Hoje o porto tem classificação pública do que exporta, o que garante a qualidade do produto brasileiro. Soja pura, carne sem aftosa ou a doença da vaca louca, frango sem as doenças que hoje assustam todos os mercados.
E o porto de Paranaguá tem balança pública, assegurando aos compradores que não serão fraudados, como acontecia anteriormente. Na época da "privataria", antes de assumirmos o porto, reclamações de importadores de todo o mundo somavam 1.200 no ano. Em 2003, com a firmeza da direção pública do porto, não tivemos nenhuma reclamação de importadores. Essas reclamações, quando existiam em 2002, diziam respeito à qualidade, à quantidade de impurezas e a "erros" quanto ao peso.
Estive com o presidente Lula em todas as suas campanhas presidenciais. Desde o primeiro turno. Ele sempre foi para mim a referência das mudanças, das transformações que há tanto tempo sonhamos e ainda esperamos. No entanto não posso deixar de perguntar: qual é a política do governo do PT para os portos? Para os transgênicos? Acha que os portos devem ser privatizados? Quer assumir a operação de Paranaguá?
Pago um preço, um alto preço, por manter posições que, até hoje, julgava fossem comuns, compartilhadas com o governo federal. Enfrentei um locaute em Paranaguá. Uma greve de patrões. Vi o açodamento dos operadores e das multinacionais. Presenciei, horrorizado, a ação dos oportunistas. Li e ouvi as distorções todas que os fatos tiveram na mídia. Até o presidente do PT meteu sua desajeitada colher.
Na verdade nós temos uma posição muito clara.

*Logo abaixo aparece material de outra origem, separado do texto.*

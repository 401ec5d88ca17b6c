pub mod pool;

pub use pool::{create_pool, PoolSettings};
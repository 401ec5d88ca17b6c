use chrono::{DateTime, Utc};
use serde::{Deserialize, Serialize};
use utoipa::ToSchema;

use super::crew::CrewSnapshot;
use crate::error::{Result, ServiceError};

/// A log's link to a stock lot: id reference or embedded partial snapshot.
#[derive(Debug, Clone, PartialEq, Serialize, Deserialize, ToSchema)]
#[serde(rename_all = "snake_case")]
pub enum LotRef {
    ById(i64),
    Embedded(LotSnapshot),
}

/// A log's link to a crew member: id reference or embedded partial snapshot.
#[derive(Debug, Clone, PartialEq, Serialize, Deserialize, ToSchema)]
#[serde(rename_all = "snake_case")]
pub enum CrewRef {
    ById(String),
    Embedded(CrewSnapshot),
}

/// A partial lot embedded in a log entry.
#[derive(Debug, Clone, PartialEq, Serialize, Deserialize, ToSchema)]
pub struct LotSnapshot {
    #[serde(default, skip_serializing_if = "Option::is_none")]
    pub supply_name: Option<String>,
    #[serde(default, skip_serializing_if = "Option::is_none")]
    pub quantity: Option<i32>,
    #[serde(default, skip_serializing_if = "Option::is_none")]
    pub expiry_date: Option<DateTime<Utc>>,
}

/// An audit record of supply usage. Soft-deleted, never removed.
#[derive(Debug, Clone, PartialEq, Serialize, Deserialize, ToSchema)]
pub struct LogEntry {
    pub id: i64,
    pub lot: LotRef,
    pub crew: CrewRef,
    pub quantity: i32,
    pub is_deleted: bool,
    pub created_at: DateTime<Utc>,
}

impl LotRef {
    pub fn to_columns(&self) -> Result<(Option<i64>, Option<serde_json::Value>)> {
        match self {
            LotRef::ById(id) => Ok((Some(*id), None)),
            LotRef::Embedded(snapshot) => Ok((None, Some(serde_json::to_value(snapshot)?))),
        }
    }

    fn from_columns(lot_id: Option<i64>, lot_data: Option<serde_json::Value>) -> Result<Self> {
        match (lot_id, lot_data) {
            (Some(id), None) => Ok(LotRef::ById(id)),
            // Stored by us; a decode failure is a corrupt row, not a 400.
            (None, Some(data)) => serde_json::from_value(data)
                .map(LotRef::Embedded)
                .map_err(|e| ServiceError::internal(format!("corrupt embedded lot data: {e}"))),
            _ => Err(ServiceError::internal(
                "log row must carry exactly one of a lot reference or embedded lot data",
            )),
        }
    }
}

impl CrewRef {
    pub fn to_columns(&self) -> Result<(Option<String>, Option<serde_json::Value>)> {
        match self {
            CrewRef::ById(id) => Ok((Some(id.clone()), None)),
            CrewRef::Embedded(snapshot) => Ok((None, Some(serde_json::to_value(snapshot)?))),
        }
    }

    fn from_columns(
        crew_id: Option<String>,
        crew_data: Option<serde_json::Value>,
    ) -> Result<Self> {
        match (crew_id, crew_data) {
            (Some(id), None) => Ok(CrewRef::ById(id)),
            (None, Some(data)) => serde_json::from_value(data)
                .map(CrewRef::Embedded)
                .map_err(|e| {
                    ServiceError::internal(format!("corrupt embedded crew data: {e}"))
                }),
            _ => Err(ServiceError::internal(
                "log row must carry exactly one of a crew reference or embedded crew data",
            )),
        }
    }
}

/// Raw row shape for `usage_logs`.
#[derive(Debug, Clone, sqlx::FromRow)]
pub struct LogRow {
    pub id: i64,
    pub lot_id: Option<i64>,
    pub lot_data: Option<serde_json::Value>,
    pub crew_id: Option<String>,
    pub crew_data: Option<serde_json::Value>,
    pub quantity: i32,
    pub is_deleted: bool,
    pub created_at: DateTime<Utc>,
}

impl TryFrom<LogRow> for LogEntry {
    type Error = ServiceError;

    fn try_from(row: LogRow) -> Result<Self> {
        Ok(LogEntry {
            id: row.id,
            lot: LotRef::from_columns(row.lot_id, row.lot_data)?,
            crew: CrewRef::from_columns(row.crew_id, row.crew_data)?,
            quantity: row.quantity,
            is_deleted: row.is_deleted,
            created_at: row.created_at,
        })
    }
}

Não nos preocupa o desgaste provocado pela mídia controlada. Pouco nos importa que grandes interesses distorçam o nosso retrato nos jornais. No entanto estamos perplexos. Enquanto resistimos, não sabemos o que quer o governo do PT.
O que quer o PT?

Roberto Requião, 63, jornalista e advogado, é governador, pelo PMDB, do Paraná.